* **Exercise details**
Give the number of lines in the data that hold the word "live", and nothing else.

Collected data entries:

-=-=-

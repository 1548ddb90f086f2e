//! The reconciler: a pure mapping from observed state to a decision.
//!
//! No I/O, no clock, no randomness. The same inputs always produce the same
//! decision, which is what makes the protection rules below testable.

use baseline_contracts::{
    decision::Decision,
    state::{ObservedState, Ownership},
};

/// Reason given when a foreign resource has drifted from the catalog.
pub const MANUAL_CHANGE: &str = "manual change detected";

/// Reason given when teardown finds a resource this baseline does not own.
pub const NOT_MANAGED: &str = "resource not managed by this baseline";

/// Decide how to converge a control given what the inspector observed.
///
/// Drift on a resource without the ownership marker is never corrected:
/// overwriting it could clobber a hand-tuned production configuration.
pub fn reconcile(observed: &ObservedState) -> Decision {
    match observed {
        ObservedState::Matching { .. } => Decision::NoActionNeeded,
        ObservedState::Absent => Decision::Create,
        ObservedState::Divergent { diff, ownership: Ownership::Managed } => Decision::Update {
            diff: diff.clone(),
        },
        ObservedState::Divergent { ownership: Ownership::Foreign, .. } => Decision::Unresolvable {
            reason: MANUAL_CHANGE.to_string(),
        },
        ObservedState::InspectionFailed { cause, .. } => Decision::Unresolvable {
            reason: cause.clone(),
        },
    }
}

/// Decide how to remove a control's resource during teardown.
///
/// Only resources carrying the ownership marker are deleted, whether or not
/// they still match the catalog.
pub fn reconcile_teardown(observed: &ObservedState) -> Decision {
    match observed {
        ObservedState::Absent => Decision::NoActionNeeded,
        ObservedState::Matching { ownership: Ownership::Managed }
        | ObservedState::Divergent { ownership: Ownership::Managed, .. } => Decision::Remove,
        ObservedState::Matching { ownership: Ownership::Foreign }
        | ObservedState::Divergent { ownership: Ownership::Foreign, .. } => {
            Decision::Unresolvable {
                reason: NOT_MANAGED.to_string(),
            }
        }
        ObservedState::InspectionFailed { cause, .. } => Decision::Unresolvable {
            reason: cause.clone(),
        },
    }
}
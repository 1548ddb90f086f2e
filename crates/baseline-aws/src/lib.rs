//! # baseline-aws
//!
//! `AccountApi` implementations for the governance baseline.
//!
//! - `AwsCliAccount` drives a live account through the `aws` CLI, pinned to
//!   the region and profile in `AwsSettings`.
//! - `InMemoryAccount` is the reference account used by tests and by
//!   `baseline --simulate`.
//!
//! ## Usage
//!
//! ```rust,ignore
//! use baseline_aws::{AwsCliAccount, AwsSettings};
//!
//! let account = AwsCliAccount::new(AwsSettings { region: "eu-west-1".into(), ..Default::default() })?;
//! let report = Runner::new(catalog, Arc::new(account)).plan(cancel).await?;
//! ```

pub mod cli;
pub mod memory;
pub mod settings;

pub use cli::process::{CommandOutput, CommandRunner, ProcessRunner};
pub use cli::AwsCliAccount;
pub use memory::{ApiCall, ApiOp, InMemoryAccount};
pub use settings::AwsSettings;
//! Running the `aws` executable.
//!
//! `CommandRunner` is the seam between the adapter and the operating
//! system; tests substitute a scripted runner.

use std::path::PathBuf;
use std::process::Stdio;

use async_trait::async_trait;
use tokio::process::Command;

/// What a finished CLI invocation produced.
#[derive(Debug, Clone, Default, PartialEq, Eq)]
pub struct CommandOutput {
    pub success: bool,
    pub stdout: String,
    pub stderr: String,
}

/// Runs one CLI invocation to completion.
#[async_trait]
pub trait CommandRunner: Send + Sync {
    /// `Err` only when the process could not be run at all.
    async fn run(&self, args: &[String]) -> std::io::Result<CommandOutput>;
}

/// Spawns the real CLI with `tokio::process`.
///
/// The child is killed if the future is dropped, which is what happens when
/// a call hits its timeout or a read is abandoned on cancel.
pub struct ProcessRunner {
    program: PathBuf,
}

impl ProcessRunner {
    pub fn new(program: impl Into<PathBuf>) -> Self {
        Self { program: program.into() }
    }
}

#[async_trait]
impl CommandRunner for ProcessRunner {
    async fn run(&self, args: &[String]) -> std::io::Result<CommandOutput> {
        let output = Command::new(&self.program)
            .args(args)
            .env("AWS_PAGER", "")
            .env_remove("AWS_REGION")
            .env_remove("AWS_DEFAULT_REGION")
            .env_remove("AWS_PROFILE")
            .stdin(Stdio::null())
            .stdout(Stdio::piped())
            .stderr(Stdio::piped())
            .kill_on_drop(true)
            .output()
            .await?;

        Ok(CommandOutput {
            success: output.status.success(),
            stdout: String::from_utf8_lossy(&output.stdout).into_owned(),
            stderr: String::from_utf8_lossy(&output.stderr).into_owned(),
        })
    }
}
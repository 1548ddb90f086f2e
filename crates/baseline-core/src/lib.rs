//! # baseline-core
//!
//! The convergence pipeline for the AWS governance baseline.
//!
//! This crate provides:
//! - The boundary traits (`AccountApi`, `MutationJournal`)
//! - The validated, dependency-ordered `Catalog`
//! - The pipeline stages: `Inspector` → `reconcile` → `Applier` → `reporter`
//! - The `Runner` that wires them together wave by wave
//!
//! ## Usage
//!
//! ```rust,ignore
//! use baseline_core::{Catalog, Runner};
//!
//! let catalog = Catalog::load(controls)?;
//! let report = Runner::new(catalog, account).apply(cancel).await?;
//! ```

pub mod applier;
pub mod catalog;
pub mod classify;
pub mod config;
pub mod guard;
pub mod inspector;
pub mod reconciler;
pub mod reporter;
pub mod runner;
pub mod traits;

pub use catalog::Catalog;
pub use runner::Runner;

-=-=-

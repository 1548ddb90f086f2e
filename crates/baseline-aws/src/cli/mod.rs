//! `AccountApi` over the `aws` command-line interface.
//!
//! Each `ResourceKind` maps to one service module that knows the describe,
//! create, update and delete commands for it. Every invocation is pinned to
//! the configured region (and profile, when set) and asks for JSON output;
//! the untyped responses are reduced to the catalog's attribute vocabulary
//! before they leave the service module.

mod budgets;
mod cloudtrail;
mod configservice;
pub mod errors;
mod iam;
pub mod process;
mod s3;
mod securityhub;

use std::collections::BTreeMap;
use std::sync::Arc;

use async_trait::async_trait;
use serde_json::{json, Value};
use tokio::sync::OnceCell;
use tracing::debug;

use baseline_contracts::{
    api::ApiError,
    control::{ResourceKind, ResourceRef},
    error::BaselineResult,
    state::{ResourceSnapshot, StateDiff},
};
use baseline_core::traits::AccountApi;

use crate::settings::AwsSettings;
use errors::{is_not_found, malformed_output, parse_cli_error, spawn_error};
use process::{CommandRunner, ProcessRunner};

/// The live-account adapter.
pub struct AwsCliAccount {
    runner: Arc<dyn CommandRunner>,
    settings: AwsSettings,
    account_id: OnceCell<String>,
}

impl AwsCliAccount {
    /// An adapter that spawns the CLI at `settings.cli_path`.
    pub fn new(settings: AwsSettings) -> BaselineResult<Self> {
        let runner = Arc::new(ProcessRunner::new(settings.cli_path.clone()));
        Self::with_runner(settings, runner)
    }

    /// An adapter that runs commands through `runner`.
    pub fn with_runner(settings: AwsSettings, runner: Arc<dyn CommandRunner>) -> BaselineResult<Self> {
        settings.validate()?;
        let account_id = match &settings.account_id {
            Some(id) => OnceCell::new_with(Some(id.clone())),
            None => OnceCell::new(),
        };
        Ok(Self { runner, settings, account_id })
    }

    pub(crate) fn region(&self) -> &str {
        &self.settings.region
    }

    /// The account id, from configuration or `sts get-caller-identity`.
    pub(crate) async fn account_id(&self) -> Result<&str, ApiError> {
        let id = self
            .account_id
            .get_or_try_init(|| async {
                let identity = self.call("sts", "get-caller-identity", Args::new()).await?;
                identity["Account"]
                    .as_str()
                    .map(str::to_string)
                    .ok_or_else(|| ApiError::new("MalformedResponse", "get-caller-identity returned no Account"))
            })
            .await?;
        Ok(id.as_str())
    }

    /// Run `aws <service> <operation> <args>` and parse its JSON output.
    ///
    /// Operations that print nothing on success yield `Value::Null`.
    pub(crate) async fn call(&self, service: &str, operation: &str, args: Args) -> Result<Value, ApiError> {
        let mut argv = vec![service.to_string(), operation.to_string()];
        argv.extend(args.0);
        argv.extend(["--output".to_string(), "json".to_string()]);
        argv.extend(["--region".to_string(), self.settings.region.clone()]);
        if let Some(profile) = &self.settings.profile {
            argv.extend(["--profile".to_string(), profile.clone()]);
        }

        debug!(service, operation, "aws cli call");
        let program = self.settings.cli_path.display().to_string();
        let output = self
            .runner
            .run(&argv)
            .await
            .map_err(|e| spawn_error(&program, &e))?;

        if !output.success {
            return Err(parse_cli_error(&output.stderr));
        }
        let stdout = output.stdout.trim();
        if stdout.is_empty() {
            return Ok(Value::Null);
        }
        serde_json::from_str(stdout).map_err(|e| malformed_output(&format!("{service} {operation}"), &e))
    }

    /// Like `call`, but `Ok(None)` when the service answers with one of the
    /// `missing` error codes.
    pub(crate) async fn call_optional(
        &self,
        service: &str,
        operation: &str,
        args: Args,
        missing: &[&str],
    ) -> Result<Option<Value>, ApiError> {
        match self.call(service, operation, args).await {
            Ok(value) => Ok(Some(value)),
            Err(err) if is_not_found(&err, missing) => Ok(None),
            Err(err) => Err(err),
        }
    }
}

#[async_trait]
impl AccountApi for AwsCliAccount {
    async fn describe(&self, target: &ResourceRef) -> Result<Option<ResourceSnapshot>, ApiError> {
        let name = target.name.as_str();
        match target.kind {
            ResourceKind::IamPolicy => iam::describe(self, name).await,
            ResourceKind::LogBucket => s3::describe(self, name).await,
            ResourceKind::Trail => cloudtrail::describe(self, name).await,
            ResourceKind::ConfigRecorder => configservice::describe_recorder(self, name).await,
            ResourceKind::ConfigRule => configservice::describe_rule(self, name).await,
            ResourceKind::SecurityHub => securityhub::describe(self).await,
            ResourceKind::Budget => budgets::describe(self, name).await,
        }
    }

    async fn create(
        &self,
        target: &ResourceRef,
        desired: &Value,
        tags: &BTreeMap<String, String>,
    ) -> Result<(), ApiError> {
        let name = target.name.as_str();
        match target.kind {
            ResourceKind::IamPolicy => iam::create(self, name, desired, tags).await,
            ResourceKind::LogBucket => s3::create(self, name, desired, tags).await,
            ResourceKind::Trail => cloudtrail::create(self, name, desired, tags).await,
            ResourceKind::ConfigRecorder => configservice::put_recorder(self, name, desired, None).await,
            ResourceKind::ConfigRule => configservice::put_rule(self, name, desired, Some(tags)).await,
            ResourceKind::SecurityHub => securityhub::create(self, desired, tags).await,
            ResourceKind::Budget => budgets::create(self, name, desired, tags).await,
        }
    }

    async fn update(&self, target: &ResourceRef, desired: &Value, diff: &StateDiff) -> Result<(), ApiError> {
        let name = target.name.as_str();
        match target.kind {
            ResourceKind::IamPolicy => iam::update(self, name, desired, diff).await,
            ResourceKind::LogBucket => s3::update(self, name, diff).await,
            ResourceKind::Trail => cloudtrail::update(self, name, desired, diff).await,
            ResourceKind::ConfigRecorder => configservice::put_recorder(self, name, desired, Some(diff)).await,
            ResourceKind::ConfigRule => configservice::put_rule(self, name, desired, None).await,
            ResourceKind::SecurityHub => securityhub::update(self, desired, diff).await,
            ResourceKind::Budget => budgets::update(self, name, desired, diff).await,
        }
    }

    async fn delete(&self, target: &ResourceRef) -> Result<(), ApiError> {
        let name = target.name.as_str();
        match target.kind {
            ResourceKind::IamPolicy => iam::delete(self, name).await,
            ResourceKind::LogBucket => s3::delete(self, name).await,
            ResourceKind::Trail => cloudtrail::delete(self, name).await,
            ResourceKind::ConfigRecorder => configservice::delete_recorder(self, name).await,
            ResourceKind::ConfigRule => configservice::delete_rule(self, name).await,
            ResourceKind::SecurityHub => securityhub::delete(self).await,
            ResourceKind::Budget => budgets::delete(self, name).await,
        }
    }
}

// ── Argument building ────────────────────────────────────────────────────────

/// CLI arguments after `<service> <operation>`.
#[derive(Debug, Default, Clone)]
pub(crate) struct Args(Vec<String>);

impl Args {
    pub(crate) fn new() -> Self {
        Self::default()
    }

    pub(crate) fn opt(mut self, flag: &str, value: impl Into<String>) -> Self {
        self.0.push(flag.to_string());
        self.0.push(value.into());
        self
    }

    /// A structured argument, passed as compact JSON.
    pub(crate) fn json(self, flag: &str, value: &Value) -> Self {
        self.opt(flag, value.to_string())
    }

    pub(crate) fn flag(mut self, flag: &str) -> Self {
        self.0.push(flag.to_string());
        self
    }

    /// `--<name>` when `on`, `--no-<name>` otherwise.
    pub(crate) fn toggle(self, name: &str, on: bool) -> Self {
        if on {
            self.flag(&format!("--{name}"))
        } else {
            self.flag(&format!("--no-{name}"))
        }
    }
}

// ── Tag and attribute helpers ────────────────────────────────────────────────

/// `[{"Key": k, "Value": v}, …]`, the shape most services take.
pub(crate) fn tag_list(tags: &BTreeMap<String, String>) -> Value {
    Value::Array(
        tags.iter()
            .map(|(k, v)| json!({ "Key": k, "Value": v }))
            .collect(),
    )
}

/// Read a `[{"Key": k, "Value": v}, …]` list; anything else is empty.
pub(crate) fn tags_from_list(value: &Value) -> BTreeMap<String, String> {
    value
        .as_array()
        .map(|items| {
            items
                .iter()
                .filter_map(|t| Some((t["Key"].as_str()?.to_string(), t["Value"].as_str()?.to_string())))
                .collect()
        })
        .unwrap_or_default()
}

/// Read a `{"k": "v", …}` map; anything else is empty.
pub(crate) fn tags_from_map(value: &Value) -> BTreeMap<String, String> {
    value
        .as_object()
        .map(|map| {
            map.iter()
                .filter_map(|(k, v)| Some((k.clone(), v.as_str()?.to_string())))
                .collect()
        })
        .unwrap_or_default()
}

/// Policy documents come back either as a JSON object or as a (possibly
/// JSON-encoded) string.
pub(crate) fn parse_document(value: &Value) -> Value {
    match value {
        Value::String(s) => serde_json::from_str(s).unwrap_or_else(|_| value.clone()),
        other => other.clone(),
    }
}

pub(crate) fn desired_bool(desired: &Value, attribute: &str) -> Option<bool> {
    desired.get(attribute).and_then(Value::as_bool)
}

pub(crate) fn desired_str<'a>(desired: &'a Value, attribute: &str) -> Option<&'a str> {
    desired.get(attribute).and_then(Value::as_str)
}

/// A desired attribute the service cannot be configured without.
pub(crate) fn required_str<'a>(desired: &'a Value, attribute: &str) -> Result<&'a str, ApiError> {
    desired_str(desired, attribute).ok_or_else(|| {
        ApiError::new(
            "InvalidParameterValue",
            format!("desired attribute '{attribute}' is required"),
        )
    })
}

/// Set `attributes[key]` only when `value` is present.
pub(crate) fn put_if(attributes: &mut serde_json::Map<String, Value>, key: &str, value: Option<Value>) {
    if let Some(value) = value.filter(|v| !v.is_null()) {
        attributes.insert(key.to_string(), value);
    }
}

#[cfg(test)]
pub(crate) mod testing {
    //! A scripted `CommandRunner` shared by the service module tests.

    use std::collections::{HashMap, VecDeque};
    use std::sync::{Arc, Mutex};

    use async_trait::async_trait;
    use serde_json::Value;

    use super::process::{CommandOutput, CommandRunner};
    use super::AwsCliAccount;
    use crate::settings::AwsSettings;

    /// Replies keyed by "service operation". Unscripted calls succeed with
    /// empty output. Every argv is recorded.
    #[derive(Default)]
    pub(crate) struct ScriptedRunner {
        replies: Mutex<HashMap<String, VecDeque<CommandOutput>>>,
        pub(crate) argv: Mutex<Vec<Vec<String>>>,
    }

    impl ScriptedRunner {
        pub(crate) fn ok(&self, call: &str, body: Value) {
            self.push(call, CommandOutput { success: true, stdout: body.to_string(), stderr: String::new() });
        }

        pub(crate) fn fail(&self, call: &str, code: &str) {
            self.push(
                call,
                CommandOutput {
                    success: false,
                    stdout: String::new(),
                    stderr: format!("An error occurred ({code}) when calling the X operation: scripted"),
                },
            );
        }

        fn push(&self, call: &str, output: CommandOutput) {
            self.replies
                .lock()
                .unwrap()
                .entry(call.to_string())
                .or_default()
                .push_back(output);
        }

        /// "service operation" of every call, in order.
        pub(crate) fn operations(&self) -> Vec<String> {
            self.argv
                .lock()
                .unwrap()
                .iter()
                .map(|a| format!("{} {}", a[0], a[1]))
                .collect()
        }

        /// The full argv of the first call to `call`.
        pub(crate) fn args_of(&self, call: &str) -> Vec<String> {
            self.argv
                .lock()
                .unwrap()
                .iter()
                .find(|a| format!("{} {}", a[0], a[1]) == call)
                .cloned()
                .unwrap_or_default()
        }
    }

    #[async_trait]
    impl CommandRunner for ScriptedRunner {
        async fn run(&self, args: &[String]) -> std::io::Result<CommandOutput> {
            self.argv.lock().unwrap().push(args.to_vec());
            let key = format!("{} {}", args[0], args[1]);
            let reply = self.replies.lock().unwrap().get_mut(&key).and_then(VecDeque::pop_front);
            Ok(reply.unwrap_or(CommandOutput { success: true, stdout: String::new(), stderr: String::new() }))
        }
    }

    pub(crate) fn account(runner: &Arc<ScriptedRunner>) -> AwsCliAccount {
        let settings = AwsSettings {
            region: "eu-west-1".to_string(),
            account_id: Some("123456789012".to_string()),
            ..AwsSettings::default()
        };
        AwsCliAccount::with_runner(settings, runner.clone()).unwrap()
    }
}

-=-=-

* **Task solution**
2